# PROBLEM TO SOLVE:
All that should be output is the block of lines below from the line with "repository e29b7f710c7d5daa" to the line with "error value therefore", both included, exactly as written.

# WORKING DATA:

·····

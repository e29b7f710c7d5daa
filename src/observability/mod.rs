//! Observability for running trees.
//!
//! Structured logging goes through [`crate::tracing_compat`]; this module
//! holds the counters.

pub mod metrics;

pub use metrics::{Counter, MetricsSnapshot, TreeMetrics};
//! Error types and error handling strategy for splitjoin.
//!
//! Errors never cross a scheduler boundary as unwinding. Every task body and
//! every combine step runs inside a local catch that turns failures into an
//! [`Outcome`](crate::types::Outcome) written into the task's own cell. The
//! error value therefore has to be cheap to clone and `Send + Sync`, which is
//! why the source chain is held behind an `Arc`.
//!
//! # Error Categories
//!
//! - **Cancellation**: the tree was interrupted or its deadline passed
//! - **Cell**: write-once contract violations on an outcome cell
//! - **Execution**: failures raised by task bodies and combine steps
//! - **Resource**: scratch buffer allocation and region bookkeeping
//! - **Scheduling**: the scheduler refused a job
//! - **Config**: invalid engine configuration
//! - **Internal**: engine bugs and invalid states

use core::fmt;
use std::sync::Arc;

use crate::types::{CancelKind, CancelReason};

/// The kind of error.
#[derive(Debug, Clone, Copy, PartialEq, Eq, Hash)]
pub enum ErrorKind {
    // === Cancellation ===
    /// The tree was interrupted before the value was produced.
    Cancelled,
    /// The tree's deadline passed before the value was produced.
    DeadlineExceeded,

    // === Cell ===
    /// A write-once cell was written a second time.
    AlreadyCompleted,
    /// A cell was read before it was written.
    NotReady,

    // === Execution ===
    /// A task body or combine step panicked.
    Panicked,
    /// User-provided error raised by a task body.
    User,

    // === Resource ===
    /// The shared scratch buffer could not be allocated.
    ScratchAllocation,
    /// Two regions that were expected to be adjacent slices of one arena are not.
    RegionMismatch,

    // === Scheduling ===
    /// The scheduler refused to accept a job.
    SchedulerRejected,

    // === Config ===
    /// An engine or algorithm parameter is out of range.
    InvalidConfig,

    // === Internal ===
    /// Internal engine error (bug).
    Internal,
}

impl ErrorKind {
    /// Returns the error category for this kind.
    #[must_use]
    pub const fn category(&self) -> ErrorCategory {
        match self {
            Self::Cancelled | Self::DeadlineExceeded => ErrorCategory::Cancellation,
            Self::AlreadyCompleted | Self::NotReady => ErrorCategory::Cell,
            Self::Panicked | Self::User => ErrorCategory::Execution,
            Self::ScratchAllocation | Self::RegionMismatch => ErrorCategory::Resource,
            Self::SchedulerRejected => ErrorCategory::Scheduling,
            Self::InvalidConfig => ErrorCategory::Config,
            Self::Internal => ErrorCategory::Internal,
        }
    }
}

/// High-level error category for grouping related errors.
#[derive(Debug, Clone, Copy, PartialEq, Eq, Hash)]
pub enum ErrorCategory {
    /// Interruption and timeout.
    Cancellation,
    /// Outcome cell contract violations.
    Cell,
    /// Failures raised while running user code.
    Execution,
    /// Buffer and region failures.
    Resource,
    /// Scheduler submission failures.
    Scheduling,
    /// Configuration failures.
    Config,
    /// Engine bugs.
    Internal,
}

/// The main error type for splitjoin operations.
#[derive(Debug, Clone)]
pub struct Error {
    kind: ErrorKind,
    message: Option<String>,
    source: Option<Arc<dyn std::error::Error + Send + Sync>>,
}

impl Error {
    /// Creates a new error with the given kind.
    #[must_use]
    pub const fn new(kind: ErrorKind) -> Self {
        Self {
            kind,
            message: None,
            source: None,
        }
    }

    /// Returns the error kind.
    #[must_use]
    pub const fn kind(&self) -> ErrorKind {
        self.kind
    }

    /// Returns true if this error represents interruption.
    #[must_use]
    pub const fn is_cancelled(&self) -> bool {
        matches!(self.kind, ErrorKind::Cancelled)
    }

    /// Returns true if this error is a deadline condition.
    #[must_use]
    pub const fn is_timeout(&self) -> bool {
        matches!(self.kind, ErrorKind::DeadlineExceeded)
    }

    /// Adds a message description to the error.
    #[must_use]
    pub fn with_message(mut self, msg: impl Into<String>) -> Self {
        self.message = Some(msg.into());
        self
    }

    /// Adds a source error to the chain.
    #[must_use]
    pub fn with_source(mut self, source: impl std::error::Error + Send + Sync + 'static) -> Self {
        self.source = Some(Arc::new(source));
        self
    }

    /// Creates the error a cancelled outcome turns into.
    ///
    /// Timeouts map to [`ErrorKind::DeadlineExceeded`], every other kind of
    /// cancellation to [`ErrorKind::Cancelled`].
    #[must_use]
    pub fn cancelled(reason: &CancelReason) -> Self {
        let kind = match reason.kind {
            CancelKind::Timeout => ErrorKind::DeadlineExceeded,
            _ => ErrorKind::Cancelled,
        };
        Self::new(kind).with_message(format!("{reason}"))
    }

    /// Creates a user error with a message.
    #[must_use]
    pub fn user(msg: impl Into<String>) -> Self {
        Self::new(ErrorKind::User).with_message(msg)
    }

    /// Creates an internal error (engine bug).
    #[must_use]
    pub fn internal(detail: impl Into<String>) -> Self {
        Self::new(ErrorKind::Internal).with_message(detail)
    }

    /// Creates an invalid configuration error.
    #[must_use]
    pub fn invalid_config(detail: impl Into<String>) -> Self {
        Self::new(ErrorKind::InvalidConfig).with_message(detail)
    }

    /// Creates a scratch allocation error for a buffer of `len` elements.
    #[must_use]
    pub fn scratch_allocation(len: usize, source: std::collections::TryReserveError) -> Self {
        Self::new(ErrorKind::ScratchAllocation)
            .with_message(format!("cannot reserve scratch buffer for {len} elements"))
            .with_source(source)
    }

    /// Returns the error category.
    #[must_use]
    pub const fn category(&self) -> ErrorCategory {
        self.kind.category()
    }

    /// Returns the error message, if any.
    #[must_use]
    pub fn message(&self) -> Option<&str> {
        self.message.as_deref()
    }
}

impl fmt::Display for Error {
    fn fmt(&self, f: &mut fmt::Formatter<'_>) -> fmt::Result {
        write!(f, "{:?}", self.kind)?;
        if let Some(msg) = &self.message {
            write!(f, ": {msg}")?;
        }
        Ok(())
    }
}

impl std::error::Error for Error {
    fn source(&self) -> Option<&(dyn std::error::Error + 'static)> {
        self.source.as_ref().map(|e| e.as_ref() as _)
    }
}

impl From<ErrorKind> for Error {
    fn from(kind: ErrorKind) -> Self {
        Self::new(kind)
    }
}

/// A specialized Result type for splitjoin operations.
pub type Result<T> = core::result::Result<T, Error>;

·····

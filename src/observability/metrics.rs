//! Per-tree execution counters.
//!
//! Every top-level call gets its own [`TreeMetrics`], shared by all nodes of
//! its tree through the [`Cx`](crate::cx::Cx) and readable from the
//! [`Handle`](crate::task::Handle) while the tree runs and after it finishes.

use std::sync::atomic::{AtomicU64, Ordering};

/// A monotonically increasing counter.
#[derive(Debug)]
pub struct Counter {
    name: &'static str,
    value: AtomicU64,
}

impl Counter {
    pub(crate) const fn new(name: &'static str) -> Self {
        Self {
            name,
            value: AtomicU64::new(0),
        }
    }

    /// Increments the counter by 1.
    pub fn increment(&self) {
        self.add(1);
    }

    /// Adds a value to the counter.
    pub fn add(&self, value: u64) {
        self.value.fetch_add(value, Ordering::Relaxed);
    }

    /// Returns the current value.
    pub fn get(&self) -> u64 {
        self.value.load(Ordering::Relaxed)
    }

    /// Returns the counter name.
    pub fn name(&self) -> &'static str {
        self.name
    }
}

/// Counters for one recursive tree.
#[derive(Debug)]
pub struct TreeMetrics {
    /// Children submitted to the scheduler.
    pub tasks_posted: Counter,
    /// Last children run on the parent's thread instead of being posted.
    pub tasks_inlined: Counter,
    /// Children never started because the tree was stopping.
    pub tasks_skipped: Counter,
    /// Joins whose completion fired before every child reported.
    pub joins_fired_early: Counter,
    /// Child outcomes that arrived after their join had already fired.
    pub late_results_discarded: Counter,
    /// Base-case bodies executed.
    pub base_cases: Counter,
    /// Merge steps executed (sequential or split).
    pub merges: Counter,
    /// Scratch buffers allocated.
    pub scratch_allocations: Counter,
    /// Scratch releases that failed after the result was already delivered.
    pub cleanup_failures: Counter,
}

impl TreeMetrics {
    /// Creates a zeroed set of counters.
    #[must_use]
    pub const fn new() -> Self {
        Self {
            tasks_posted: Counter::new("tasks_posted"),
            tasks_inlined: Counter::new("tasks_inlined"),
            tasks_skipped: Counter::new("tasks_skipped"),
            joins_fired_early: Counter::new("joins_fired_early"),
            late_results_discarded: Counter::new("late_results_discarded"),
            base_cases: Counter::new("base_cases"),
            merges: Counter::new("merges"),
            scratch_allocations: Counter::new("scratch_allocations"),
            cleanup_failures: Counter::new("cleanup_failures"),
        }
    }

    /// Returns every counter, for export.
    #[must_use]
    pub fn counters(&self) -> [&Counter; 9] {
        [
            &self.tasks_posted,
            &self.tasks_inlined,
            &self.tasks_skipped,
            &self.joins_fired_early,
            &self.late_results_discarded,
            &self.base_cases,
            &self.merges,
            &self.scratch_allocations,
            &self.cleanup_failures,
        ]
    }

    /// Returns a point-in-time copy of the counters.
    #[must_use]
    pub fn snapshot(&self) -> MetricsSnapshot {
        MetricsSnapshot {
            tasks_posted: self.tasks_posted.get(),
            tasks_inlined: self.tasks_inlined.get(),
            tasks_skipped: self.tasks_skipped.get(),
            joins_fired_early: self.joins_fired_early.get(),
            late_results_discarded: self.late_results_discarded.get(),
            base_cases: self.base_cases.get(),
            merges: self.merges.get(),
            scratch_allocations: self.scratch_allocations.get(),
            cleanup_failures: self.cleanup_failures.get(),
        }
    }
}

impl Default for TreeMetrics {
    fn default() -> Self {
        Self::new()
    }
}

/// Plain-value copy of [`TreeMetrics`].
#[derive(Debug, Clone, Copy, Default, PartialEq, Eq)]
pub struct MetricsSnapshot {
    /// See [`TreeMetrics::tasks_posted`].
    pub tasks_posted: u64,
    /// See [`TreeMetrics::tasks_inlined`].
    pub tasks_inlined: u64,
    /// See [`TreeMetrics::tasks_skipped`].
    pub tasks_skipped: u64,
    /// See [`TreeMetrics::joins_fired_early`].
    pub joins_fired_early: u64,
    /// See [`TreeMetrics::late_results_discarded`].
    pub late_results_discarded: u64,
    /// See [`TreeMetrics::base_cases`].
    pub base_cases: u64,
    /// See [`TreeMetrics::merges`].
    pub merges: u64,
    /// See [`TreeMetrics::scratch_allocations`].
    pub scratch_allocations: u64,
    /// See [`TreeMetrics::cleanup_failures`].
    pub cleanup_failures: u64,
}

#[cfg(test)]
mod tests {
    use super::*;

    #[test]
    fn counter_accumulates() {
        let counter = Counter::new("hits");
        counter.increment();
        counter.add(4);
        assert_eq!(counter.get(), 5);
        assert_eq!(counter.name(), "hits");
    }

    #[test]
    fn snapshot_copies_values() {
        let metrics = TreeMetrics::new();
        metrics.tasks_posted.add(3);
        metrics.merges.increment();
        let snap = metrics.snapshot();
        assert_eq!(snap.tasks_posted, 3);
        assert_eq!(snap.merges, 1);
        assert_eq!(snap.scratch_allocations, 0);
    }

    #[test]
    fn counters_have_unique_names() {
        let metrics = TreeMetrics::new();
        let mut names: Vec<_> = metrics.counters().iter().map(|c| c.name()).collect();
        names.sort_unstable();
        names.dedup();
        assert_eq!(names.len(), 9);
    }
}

·····

# FINAL ANSWER:
repository e29b7f710c7d5daa
filename src/observability/mod.rs
//! Observability for running trees.
//!
//! Structured logging goes through [`crate::tracing_compat`]; this module
//! holds the counters.

pub mod metrics;

pub use metrics::{Counter, MetricsSnapshot, TreeMetrics};
//! Error types and error handling strategy for splitjoin.
//!
//! Errors never cross a scheduler boundary as unwinding. Every task body and
//! every combine step runs inside a local catch that turns failures into an
//! [`Outcome`](crate::types::Outcome) written into the task's own cell. The
//! error value therefore has to be cheap to clone and `Send + Sync`, which is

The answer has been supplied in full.